Have you read Create a custom banner for the Family Tree Letterhead using Canva.com? If so, then you’ll know that I made a Family Tree Letterhead template for all of my genealogy correspondence. Why? Because I was writing elaborate introductions that went on for paragraphs. Those ramblings were so confusing that by the end, even I wasn’t clear on the connection.
Typically, I used the template for sending letters through the post, but getting snail mail addresses isn’t always possible. Sometimes you can find an email address, but connecting via social media or genealogy sites is becoming more common.
Does that make the Family Tree Letterhead template obsolete? Far from it. As I’m sure you’ve discovered in your research journey, it’s all about adapting and trying things another way. So I want to share the three ways that I use the template for all of my genealogy correspondence.
Getting creative with the Family Tree Letterhead Template
1. Print letters to send in the post
While this option is self-explanatory, you can also learn more from the earlier article. Visit Create a custom banner for the Family Tree Letterhead using Canva.com to learn more.
2. Use the header as an email banner
The Family Tree Letterhead is adaptable and has more uses than mailing a letter. Another use is as an email banner. In just a couple of minutes, you can convert the Google Docs file into an email-ready JPG.
Check out the video below to see the steps I take to turn the Family Tree Letterhead Template header into an email banner.
Do you need instructions to add the images to your Gmail or Outlook account? Download the Embedding Images In Email cheat sheet.
3. Send view-only links to the Google Docs file via social media
One of the great features of Google Docs is sharing files with others. Furthermore, it’s easy to adjust the settings.

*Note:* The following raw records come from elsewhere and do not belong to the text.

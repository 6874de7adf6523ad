use std::collections::BTreeMap;

use anyhow::Result;

use geom::{Distance, GPSBounds, LonLat, MultiPolygon, PolyLine, Ring};

use crate::{stitch, Document, Member, NodeID, RelationID, Timer, Way, WayID};

/// The play-area boundary keeps this many points after simplification.
const BOUNDARY_KEEP_POINTS: usize = 1500;

/// Douglas-Peucker tolerance, in degrees, for cleaning up over-noded river ways.
const RIVER_SIMPLIFY_EPSILON: f64 = 1e-7;

/// The immutable index built once at startup. The raw tables stay available for lookups by id;
/// the thematic layers are what question evaluation actually touches.
pub struct Map {
    pub osm: Document,

    pub city_boundary: RelationID,
    /// Stitched from the city boundary relation and simplified; closed, counter-clockwise.
    pub boundary_ring: Ring,
    /// Admin level 9, name-prefixed "Bezirk".
    pub districts: Vec<District>,
    /// Admin level 10.
    pub subdistricts: Vec<District>,
    pub rail_routes: BTreeMap<RelationID, RailRoute>,
    /// Stations and halts, except tourism lines.
    pub stations: Vec<(NodeID, LonLat)>,
    pub mcdonalds: Vec<LonLat>,
    pub ikea: Vec<LonLat>,
    /// The river, as the ordered vertex chains of its member ways.
    pub river: Vec<PolyLine>,
}

pub struct District {
    pub id: RelationID,
    pub name: String,
    pub shape: MultiPolygon,
}

pub struct RailRoute {
    pub id: RelationID,
    pub name: String,
    /// Positions of member nodes tagged railway=stop.
    pub stops: Vec<LonLat>,
    pub ways: Vec<WayID>,
}

impl Map {
    pub fn load(path: &str, timer: &mut Timer) -> Result<Map> {
        let doc = crate::reader::read(path, timer)?;
        Map::from_document(doc, timer)
    }

    pub fn from_document(doc: Document, timer: &mut Timer) -> Result<Map> {
        timer.start("extract thematic layers");

        let mut stations = Vec::new();
        let mut mcdonalds = Vec::new();
        for (id, node) in &doc.nodes {
            if node.tags.is_any("railway", vec!["station", "halt"])
                && !node.tags.is("usage", "tourism")
            {
                stations.push((*id, node.pt));
            }
            if node.tags.is("brand", "McDonald's") {
                mcdonalds.push(node.pt);
            }
        }

        let mut ikea = Vec::new();
        for way in doc.ways.values() {
            if way.tags.is("brand", "McDonald's") {
                mcdonalds.push(way_center(way));
            }
            if way.tags.is("brand", "IKEA")
                && !way
                    .tags
                    .get("name")
                    .map(|name| name.contains("Planning studio"))
                    .unwrap_or(false)
            {
                ikea.push(way_center(way));
            }
        }

        let mut city_boundary = None;
        let mut district_ids = Vec::new();
        let mut subdistrict_ids = Vec::new();
        let mut route_ids = Vec::new();
        let mut river_rel = None;
        for (id, rel) in &doc.relations {
            if rel.tags.is("admin_level", "4")
                && rel.tags.is("de:amtlicher_gemeindeschluessel", "11000000")
            {
                city_boundary = Some(*id);
            }
            if rel.tags.is("admin_level", "9") && rel.tags.is("name:prefix", "Bezirk") {
                district_ids.push(*id);
            }
            if rel.tags.is("admin_level", "10") {
                subdistrict_ids.push(*id);
            }
            if rel.tags.is("route", "subway")
                || rel.tags.is("route", "light_rail")
                || rel.tags.is("service", "regional")
            {
                route_ids.push(*id);
            }
            if rel.tags.is("name", "Spree") {
                river_rel = Some(*id);
            }
        }
        timer.stop("extract thematic layers");

        let city_boundary =
            city_boundary.ok_or_else(|| anyhow!("the extract has no city boundary relation"))?;

        timer.start("assemble boundaries");
        let boundary_ring = assemble_boundary(&doc, city_boundary)?;
        let districts = assemble_districts(&doc, district_ids);
        let subdistricts = assemble_districts(&doc, subdistrict_ids);
        timer.stop("assemble boundaries");

        timer.start("index rail routes");
        let mut rail_routes = BTreeMap::new();
        for id in route_ids {
            rail_routes.insert(id, extract_route(&doc, id));
        }
        timer.stop("index rail routes");

        let river = match river_rel {
            Some(id) => river_linestrings(&doc, id),
            None => {
                warn!("the extract has no river relation");
                Vec::new()
            }
        };

        info!(
            "index has {} districts, {} sub-districts, {} rail routes, {} stations",
            districts.len(),
            subdistricts.len(),
            rail_routes.len(),
            stations.len()
        );

        Ok(Map {
            osm: doc,
            city_boundary,
            boundary_ring,
            districts,
            subdistricts,
            rail_routes,
            stations,
            mcdonalds,
            ikea,
            river,
        })
    }

    /// Some station within `radius` of the point, if any. This is what makes a hiding zone
    /// valid: the spot has to be reachable by transit.
    pub fn station_within(&self, pt: LonLat, radius: Distance) -> Option<NodeID> {
        self.stations
            .iter()
            .find(|(_, loc)| pt.gps_dist(*loc) <= radius)
            .map(|(id, _)| *id)
    }

    pub fn district_containing(&self, pt: LonLat) -> Option<&District> {
        self.districts.iter().find(|d| d.shape.contains_pt(pt))
    }

    pub fn subdistrict_containing(&self, pt: LonLat) -> Option<&District> {
        self.subdistricts.iter().find(|d| d.shape.contains_pt(pt))
    }

    pub fn route(&self, id: RelationID) -> Option<&RailRoute> {
        self.rail_routes.get(&id)
    }

    /// Routes with any way vertex within `threshold` of the point.
    pub fn routes_near(&self, pt: LonLat, threshold: Distance) -> Vec<&RailRoute> {
        self.rail_routes
            .values()
            .filter(|route| {
                route.ways.iter().any(|w| {
                    self.osm
                        .ways
                        .get(w)
                        .map(|way| way.pts.iter().any(|p| p.gps_dist(pt) <= threshold))
                        .unwrap_or(false)
                })
            })
            .collect()
    }
}

/// Stitches all way members of a relation into a multipolygon.
pub fn relation_multipolygon(doc: &Document, id: RelationID) -> Result<MultiPolygon> {
    let rel = doc
        .relations
        .get(&id)
        .ok_or_else(|| anyhow!("unknown relation {}", id))?;
    let mut chains = Vec::new();
    for (_, member) in &rel.members {
        if let Member::Way(w) = member {
            if let Some(way) = doc.ways.get(w) {
                chains.push(way.pts.clone());
            }
        }
    }
    stitch::glue_multipolygon(chains)
}

fn assemble_boundary(doc: &Document, id: RelationID) -> Result<Ring> {
    let mp = relation_multipolygon(doc, id)?;
    // The city is one contiguous shape; take the largest piece if the data disagrees.
    let polygon = mp
        .polygons()
        .iter()
        .max_by_key(|p| p.exterior().points().len())
        .ok_or_else(|| anyhow!("city boundary {} stitched to nothing", id))?;
    Ok(polygon.exterior().simplified_to(BOUNDARY_KEEP_POINTS))
}

fn assemble_districts(doc: &Document, ids: Vec<RelationID>) -> Vec<District> {
    let mut districts = Vec::new();
    for id in ids {
        let rel = &doc.relations[&id];
        let name = match rel.tags.get("name") {
            Some(name) => name.clone(),
            None => {
                warn!("skipping unnamed district {}", id);
                continue;
            }
        };
        match relation_multipolygon(doc, id) {
            Ok(shape) => districts.push(District { id, name, shape }),
            Err(err) => warn!("skipping district {} ({}): {}", id, name, err),
        }
    }
    districts
}

fn extract_route(doc: &Document, id: RelationID) -> RailRoute {
    let rel = &doc.relations[&id];
    let name = rel
        .tags
        .get("ref")
        .or_else(|| rel.tags.get("name"))
        .cloned()
        .unwrap_or_else(|| format!("route {}", id.0));
    let mut stops = Vec::new();
    let mut ways = Vec::new();
    for (_, member) in &rel.members {
        match member {
            Member::Node(n) => {
                let node = &doc.nodes[n];
                if node.tags.is("railway", "stop") {
                    stops.push(node.pt);
                }
            }
            Member::Way(w) => {
                ways.push(*w);
            }
            Member::Relation(_) => {}
        }
    }
    RailRoute {
        id,
        name,
        stops,
        ways,
    }
}

fn river_linestrings(doc: &Document, id: RelationID) -> Vec<PolyLine> {
    let rel = &doc.relations[&id];
    let mut lines = Vec::new();
    for (_, member) in &rel.members {
        if let Member::Way(w) = member {
            if let Some(way) = doc.ways.get(w) {
                if let Ok(line) = PolyLine::new(way.pts.clone()) {
                    lines.push(line.simplified(RIVER_SIMPLIFY_EPSILON));
                }
            }
        }
    }
    lines
}

fn way_center(way: &Way) -> LonLat {
    let mut bounds = GPSBounds::new();
    for pt in &way.pts {
        bounds.update(*pt);
    }
    bounds.center()
}

#[cfg(test)]
mod tests {
    use super::*;
    use crate::{Node, Relation, Tags};

    fn tags(pairs: Vec<(&str, &str)>) -> Tags {
        let mut tags = Tags::new();
        for (k, v) in pairs {
            tags.insert(k, v);
        }
        tags
    }

    fn add_node(doc: &mut Document, id: i64, lon: f64, lat: f64, t: Vec<(&str, &str)>) {
        doc.nodes.insert(
            NodeID(id),
            Node {
                pt: LonLat::new(lon, lat),
                tags: tags(t),
            },
        );
    }

    fn add_way(doc: &mut Document, id: i64, node_ids: Vec<i64>, t: Vec<(&str, &str)>) {
        let nodes: Vec<NodeID> = node_ids.into_iter().map(NodeID).collect();
        let pts = nodes.iter().map(|n| doc.nodes[n].pt).collect();
        doc.ways.insert(
            WayID(id),
            Way {
                nodes,
                pts,
                tags: tags(t),
            },
        );
    }

    fn add_relation(
        doc: &mut Document,
        id: i64,
        members: Vec<(&str, Member)>,
        t: Vec<(&str, &str)>,
    ) {
        doc.relations.insert(
            RelationID(id),
            Relation {
                tags: tags(t),
                members: members
                    .into_iter()
                    .map(|(role, m)| (role.to_string(), m))
                    .collect(),
            },
        );
    }

    /// A tiny city: a square boundary, one district covering the west half, a station, and a
    /// one-way rail route.
    pub fn synthetic_doc() -> Document {
        let mut doc = Document::empty();
        // Boundary corners
        add_node(&mut doc, 1, 13.0, 52.0, vec![]);
        add_node(&mut doc, 2, 14.0, 52.0, vec![]);
        add_node(&mut doc, 3, 14.0, 52.9, vec![]);
        add_node(&mut doc, 4, 13.0, 52.9, vec![]);
        // A station and a stop on the route
        add_node(
            &mut doc,
            5,
            13.3699,
            52.5251,
            vec![("railway", "station"), ("name", "Hauptbahnhof")],
        );
        add_node(&mut doc, 6, 13.5, 52.5, vec![("railway", "stop")]);
        // District corners (west half)
        add_node(&mut doc, 7, 13.5, 52.0, vec![]);
        add_node(&mut doc, 8, 13.5, 52.9, vec![]);

        add_way(&mut doc, 10, vec![1, 2, 3], vec![]);
        add_way(&mut doc, 11, vec![3, 4, 1], vec![]);
        add_way(&mut doc, 12, vec![1, 7, 8, 4, 1], vec![]);
        add_way(&mut doc, 13, vec![5, 6], vec![("railway", "rail")]);

        add_relation(
            &mut doc,
            20,
            vec![("outer", Member::Way(WayID(10))), ("outer", Member::Way(WayID(11)))],
            vec![
                ("admin_level", "4"),
                ("de:amtlicher_gemeindeschluessel", "11000000"),
                ("name", "Berlin"),
            ],
        );
        add_relation(
            &mut doc,
            21,
            vec![("outer", Member::Way(WayID(12)))],
            vec![
                ("admin_level", "9"),
                ("name:prefix", "Bezirk"),
                ("name", "Mitte"),
            ],
        );
        add_relation(
            &mut doc,
            22,
            vec![
                ("stop", Member::Node(NodeID(6))),
                ("", Member::Way(WayID(13))),
            ],
            vec![("route", "subway"), ("ref", "U1")],
        );
        doc
    }

    #[test]
    fn extraction() {
        let mut timer = Timer::new("test");
        let map = Map::from_document(synthetic_doc(), &mut timer).unwrap();
        timer.done();

        assert_eq!(map.districts.len(), 1);
        assert_eq!(map.districts[0].name, "Mitte");
        assert!(map.subdistricts.is_empty());
        assert_eq!(map.stations.len(), 1);
        assert_eq!(map.rail_routes.len(), 1);

        // Containment against the extracted district
        assert!(map.district_containing(LonLat::new(13.2, 52.4)).is_some());
        assert!(map.district_containing(LonLat::new(13.8, 52.4)).is_none());

        // The boundary ring closed up
        assert_eq!(
            map.boundary_ring.points().first(),
            map.boundary_ring.points().last()
        );
        assert!(!map.boundary_ring.is_clockwise());

        // Hiding-zone reachability
        assert!(map
            .station_within(LonLat::new(13.3705, 52.5253), Distance::meters(500.0))
            .is_some());
        assert!(map
            .station_within(LonLat::new(13.9, 52.1), Distance::meters(500.0))
            .is_none());

        // Route lookups
        let route = map.rail_routes.values().next().unwrap();
        assert_eq!(route.name, "U1");
        assert_eq!(route.stops.len(), 1);
        assert_eq!(
            map.routes_near(LonLat::new(13.5, 52.5001), Distance::meters(300.0))
                .len(),
            1
        );
        assert!(map
            .routes_near(LonLat::new(13.0, 52.0), Distance::meters(300.0))
            .is_empty());
    }
}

- Click the Share button in the top right corner
- Select Advanced in the bottom right corner
- Change who has access to the document
- Set to Anyone with the link and can view
- Click Save
- Review the document owner settings. Another option is to disable the ability to download, print or make a copy of the file.
- Click Done
Finally, the link is ready to share via direct message on social media or a genealogy website. The best part? The recipient doesn’t need to log into their Google account to read your letter.
Create a shortened link
Not all messaging software will create a hyperlink. Therefore, an excellent solution for sharing is creating a shortened link. Some sites will create shortened links, but I recommend using bitly.com. It’s free to create an account and use, with the bonus option to track your links. Then share that link with your potential new cousin.